Наконец, в следующем году Фридрих основал германский союз, чтобы еще прочнее обеспечить права и независимость немецких владетелей. В 1780 году скончалась Мария-Терезия. Иосиф сделался самодержцем Австрии и спешил доказать миру, что он достоин престола Карла V. {456}
В один год произвел он в государстве переворот, какого не могли произвести его предшественники целыми столетиями. Он отобрал монастырские и церковные владения в казну, истреблял древние предрассудки с корнем и одним махом пера уничтожил притеснения за веру, от которых так долго страдали его подданные. Он начертал себе план действий, который должен был доставить австрийскому дому неограниченную власть над всей Германией. Виды его стремились к тому, чтобы сделать сан императора независимым от избирательных князей (курфюрстов) и духовных сановников и приобрести императорской короне главнейшие и значительнейшие германские владения. Он начал с того, что несколько духовных владений, имевших земли внутри австрийских границ, насильно обратил в светские области и посадил на епископские престолы своих двоюродных братьев. Так намеревался он поступить и со светскими владетелями, в особенности с курфюрстами, и потому хотел с самого начала дать почувствовать герман-{457}ским князьям, что они подчинены власти императора, который как глава империи имеет право распоряжаться по своему усмотрению и в землях своих вассалов. Вследствие того во многих смежных с Австрией графствах и епископствах, по воле императора, стали набирать рекрут, а когда Иосиф отправил войска в Нидерланды, то во всех землях, через которые они проходили, самовольно собирали продовольствие как законную дань. Такие деспотические меры озаботили всех имперских князей. Но страх их достиг до высшей степени, когда Иосиф II в 1785 году вздумал принудить курфюрста баварского уступить ему Баварию, Оберпфальц, княжества Нейбург и Сульцбах и ландграфство Лейхтенбергское, в замену австрийских Нидерландов (за исключением Люксембурга и Намюра). Чтобы скорее склонить слабого Карла-Теодора к этой мене, Иосиф пообещал дать новым его владениям название королевства Бургундского и, кроме того, приплатить три миллиона гульденов, а в случае несогласия грозил содействием России и Франции, которые одобрили его намерения.

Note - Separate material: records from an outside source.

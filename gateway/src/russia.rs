//! Bank of Russia daily rates (`XML_daily.asp`).
//!
//! The document is `<ValCurs>` with one `<Valute>` per currency. Values use
//! a decimal comma and the body is declared `windows-1251`.

use cbrates_common::{Country, Currency, Rate};
use cbrates_fx::FeedError;
use quick_xml::events::Event;
use quick_xml::Reader;
use reqwest::header::{HeaderMap, HeaderValue, CONTENT_TYPE, USER_AGENT};
use rust_decimal::Decimal;
use tracing::warn;

use crate::client::FeedClient;
use crate::config::FeedConfig;
use crate::feed::{FeedFormat, HttpFeedGateway};

/// The bank rejects requests without a browser-like agent.
const REQUEST_USER_AGENT: &str = "Paw/3.3.5 (Macintosh; OS X/13.3.1) GCDHTTPRequest";
const REQUEST_CONTENT_TYPE: &str = "application/x-www-form-urlencoded; charset=utf-8";

/// Bank of Russia feed format.
#[derive(Debug, Clone, Copy, Default)]
pub struct RussiaFeed;

/// Gateway for the Bank of Russia.
pub type RussiaGateway = HttpFeedGateway<RussiaFeed>;

impl RussiaGateway {
    /// Create the Bank of Russia gateway.
    pub fn russia(client: FeedClient, config: FeedConfig) -> Self {
        HttpFeedGateway::new(Country::russia(), RussiaFeed, client, config)
    }
}

impl FeedFormat for RussiaFeed {
    fn base_currency(&self) -> Currency {
        Currency::rur()
    }

    fn headers(&self) -> HeaderMap {
        let mut headers = HeaderMap::new();
        headers.insert(USER_AGENT, HeaderValue::from_static(REQUEST_USER_AGENT));
        headers.insert(CONTENT_TYPE, HeaderValue::from_static(REQUEST_CONTENT_TYPE));
        headers
    }

    fn parse(&self, body: &[u8]) -> Result<Vec<Rate>, FeedError> {
        parse_valcurs(body)
    }
}

#[derive(Debug, Clone, Copy)]
enum Field {
    CharCode,
    Nominal,
    Value,
}

#[derive(Debug, Default)]
struct Valute {
    char_code: String,
    nominal: String,
    value: String,
}

impl Valute {
    fn push(&mut self, field: Field, text: &str) {
        match field {
            Field::CharCode => self.char_code.push_str(text),
            Field::Nominal => self.nominal.push_str(text),
            Field::Value => self.value.push_str(text),
        }
    }

    fn into_rate(self) -> Option<Rate> {
        let code = self.char_code.trim();
        if code.is_empty() {
            return None;
        }

        let nominal = self.nominal.trim().parse::<u32>().ok().filter(|n| *n > 0)?;
        let value = self
            .value
            .trim()
            .replacen(',', ".", 1)
            .parse::<Decimal>()
            .ok()
            .filter(|v| *v > Decimal::ZERO)?;

        Some(Rate::new(nominal, Currency::rur(), Currency::new(code), value))
    }
}

/// Parse a `ValCurs` document into quotes priced in roubles.
///
/// Quotes with a missing code or an unparsable nominal or value are skipped.
pub fn parse_valcurs(body: &[u8]) -> Result<Vec<Rate>, FeedError> {
    let mut reader = Reader::from_reader(body);
    reader.config_mut().trim_text(true);

    let mut buf = Vec::new();
    let mut seen_root = false;
    let mut current: Option<Valute> = None;
    let mut field: Option<Field> = None;
    let mut quotes = Vec::new();

    loop {
        match reader.read_event_into(&mut buf).map_err(xml_error)? {
            Event::Start(e) => {
                field = None;
                match e.local_name().as_ref() {
                    b"ValCurs" => seen_root = true,
                    b"Valute" => current = Some(Valute::default()),
                    b"CharCode" => field = Some(Field::CharCode),
                    b"Nominal" => field = Some(Field::Nominal),
                    b"Value" => field = Some(Field::Value),
                    _ => {}
                }
            }
            Event::Empty(e) if e.local_name().as_ref() == b"ValCurs" => seen_root = true,
            Event::Text(text) => {
                if let (Some(valute), Some(field)) = (current.as_mut(), field) {
                    let text = text.unescape().map_err(xml_error)?;
                    valute.push(field, &text);
                }
            }
            Event::End(e) => {
                field = None;
                if e.local_name().as_ref() == b"Valute" {
                    if let Some(valute) = current.take() {
                        let code = valute.char_code.clone();
                        match valute.into_rate() {
                            Some(rate) => quotes.push(rate),
                            None => warn!(currency = %code, "Skipping malformed quote"),
                        }
                    }
                }
            }
            Event::Eof => break,
            _ => {}
        }
        buf.clear();
    }

    if !seen_root {
        return Err(FeedError::Parse("missing ValCurs element".to_string()));
    }

    Ok(quotes)
}

fn xml_error(err: quick_xml::Error) -> FeedError {
    FeedError::Parse(format!("xml unmarshal failed: {err}"))
}

#[cfg(test)]
mod tests {
    use super::*;
    use crate::test_support::serve;
    use axum::http::{HeaderMap as RequestHeaders, StatusCode};
    use axum::response::IntoResponse;
    use axum::routing::get;
    use axum::Router;
    use cbrates_common::ManualClock;
    use cbrates_fx::FeedGateway;
    use chrono::{TimeZone, Utc};
    use rust_decimal_macros::dec;
    use std::sync::Arc;
    use std::time::Duration;

    const DAILY: &str = r#"<ValCurs Date="18.04.2023" name="Foreign Currency Market">
  <Valute ID="R01010">
    <NumCode>036</NumCode>
    <CharCode>AUD</CharCode>
    <Nominal>1</Nominal>
    <Name>Australian Dollar</Name>
    <Value>54,8131</Value>
  </Valute>
  <Valute ID="R01020A">
    <NumCode>944</NumCode>
    <CharCode>AZN</CharCode>
    <Nominal>10</Nominal>
    <Name>Azerbaijan Manat</Name>
    <Value>48,0164</Value>
  </Valute></ValCurs>
"#;

    fn by_code(quotes: &[Rate], code: &str) -> Rate {
        quotes
            .iter()
            .find(|r| r.target_currency.code() == code)
            .cloned()
            .unwrap()
    }

    #[test]
    fn test_parse_daily() {
        let quotes = parse_valcurs(DAILY.as_bytes()).unwrap();

        assert_eq!(quotes.len(), 2);
        assert_eq!(
            by_code(&quotes, "AUD"),
            Rate::new(1, Currency::rur(), Currency::new("AUD"), dec!(54.8131))
        );
        assert_eq!(
            by_code(&quotes, "AZN"),
            Rate::new(10, Currency::rur(), Currency::new("AZN"), dec!(48.0164))
        );
    }

    #[test]
    fn test_malformed_quotes_are_skipped() {
        let body = DAILY
            .replace("<Value>54,8131</Value>", "<Value>some weird data</Value>")
            .replace("<Nominal>10</Nominal>", "<Nominal>0</Nominal>");
        let body = format!(
            "{}<Valute><CharCode>USD</CharCode><Nominal>1</Nominal><Value>81,5</Value></Valute></ValCurs>",
            body.trim_end().trim_end_matches("</ValCurs>")
        );

        let quotes = parse_valcurs(body.as_bytes()).unwrap();

        assert_eq!(quotes.len(), 1);
        assert_eq!(quotes[0].target_currency, Currency::usd());
        assert_eq!(quotes[0].rate_target_to_base, dec!(81.5));
    }

    #[test]
    fn test_windows_1251_document_is_accepted() {
        let mut body =
            br#"<?xml version="1.0" encoding="windows-1251"?><ValCurs><Valute><CharCode>USD</CharCode><Nominal>1</Nominal><Name>"#
                .to_vec();
        // "Доллар США" in windows-1251.
        body.extend_from_slice(&[0xC4, 0xEE, 0xEB, 0xEB, 0xE0, 0xF0, 0x20, 0xD1, 0xD8, 0xC0]);
        body.extend_from_slice(b"</Name><Value>81,7566</Value></Valute></ValCurs>");

        let quotes = parse_valcurs(&body).unwrap();

        assert_eq!(quotes.len(), 1);
        assert_eq!(quotes[0].rate_target_to_base, dec!(81.7566));
    }

    #[test]
    fn test_bad_xml() {
        assert!(matches!(
            parse_valcurs(b"<_q352462**)$5"),
            Err(FeedError::Parse(_))
        ));
        assert!(matches!(
            parse_valcurs(b"service temporarily unavailable"),
            Err(FeedError::Parse(_))
        ));
        assert!(matches!(
            parse_valcurs(b"<ValCurs><Valute></ValCurs>"),
            Err(FeedError::Parse(_))
        ));
    }

    #[tokio::test]
    async fn test_gateway_fetch() {
        let router = Router::new().route(
            "/scripts/XML_daily.asp",
            get(|headers: RequestHeaders| async move {
                let agent = headers.get("user-agent").and_then(|v| v.to_str().ok());
                if agent != Some(REQUEST_USER_AGENT) {
                    return StatusCode::FORBIDDEN.into_response();
                }
                DAILY.into_response()
            }),
        );
        let base = serve(router).await;

        let client = FeedClient::new(Duration::from_secs(2), 1 << 20).unwrap();
        let clock = ManualClock::new(Utc.with_ymd_and_hms(2023, 4, 17, 22, 0, 0).unwrap());
        let gateway = RussiaGateway::russia(
            client,
            FeedConfig::new(format!("{base}/scripts/XML_daily.asp"), "Europe/Moscow"),
        )
        .with_clock(Arc::new(clock));

        let table = gateway.fetch().await.unwrap().unwrap();

        assert_eq!(gateway.country(), &Country::russia());
        assert_eq!(table.date_loaded, "2023-04-18");
        assert_eq!(table.rates.len(), 3);
        assert_eq!(
            table.get(&Currency::rur()),
            Some(&Rate::self_rate(Currency::rur()))
        );
        assert_eq!(table.get(&Currency::new("AZN")).unwrap().nominal, 10);
    }
}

Такое насилие возбудило всеобщий ропот. Фридрих снова должен был выступить защитником германских прав. Он представил Екатерине всю несправедливость требований Иосифа и ясные доводы, что такой меной областей не только нарушаются коренные постановления германской конституции, но даже и система равновесия государств, потому что приобретение Баварии подаст Австрии повод простирать свои виды и на другие немецкие владения. Кроме того, этим нарушаются условия Тешенского договора, за неприкосновенность которых Россия поручилась. Екатерина отвечала, что она изъявила свое согласие императору только в случае добровольной сделки, но никогда не решится содействовать насилию. Франция, в этом случае, последовала примеру русской императрицы. Иосиф вынужден был временно отказаться от своего намерения.
Тогда Фридрих приступил к исполнению давно задуманного проекта: к составлению союза германских князей. Он сам набросал план в нескольких чертах.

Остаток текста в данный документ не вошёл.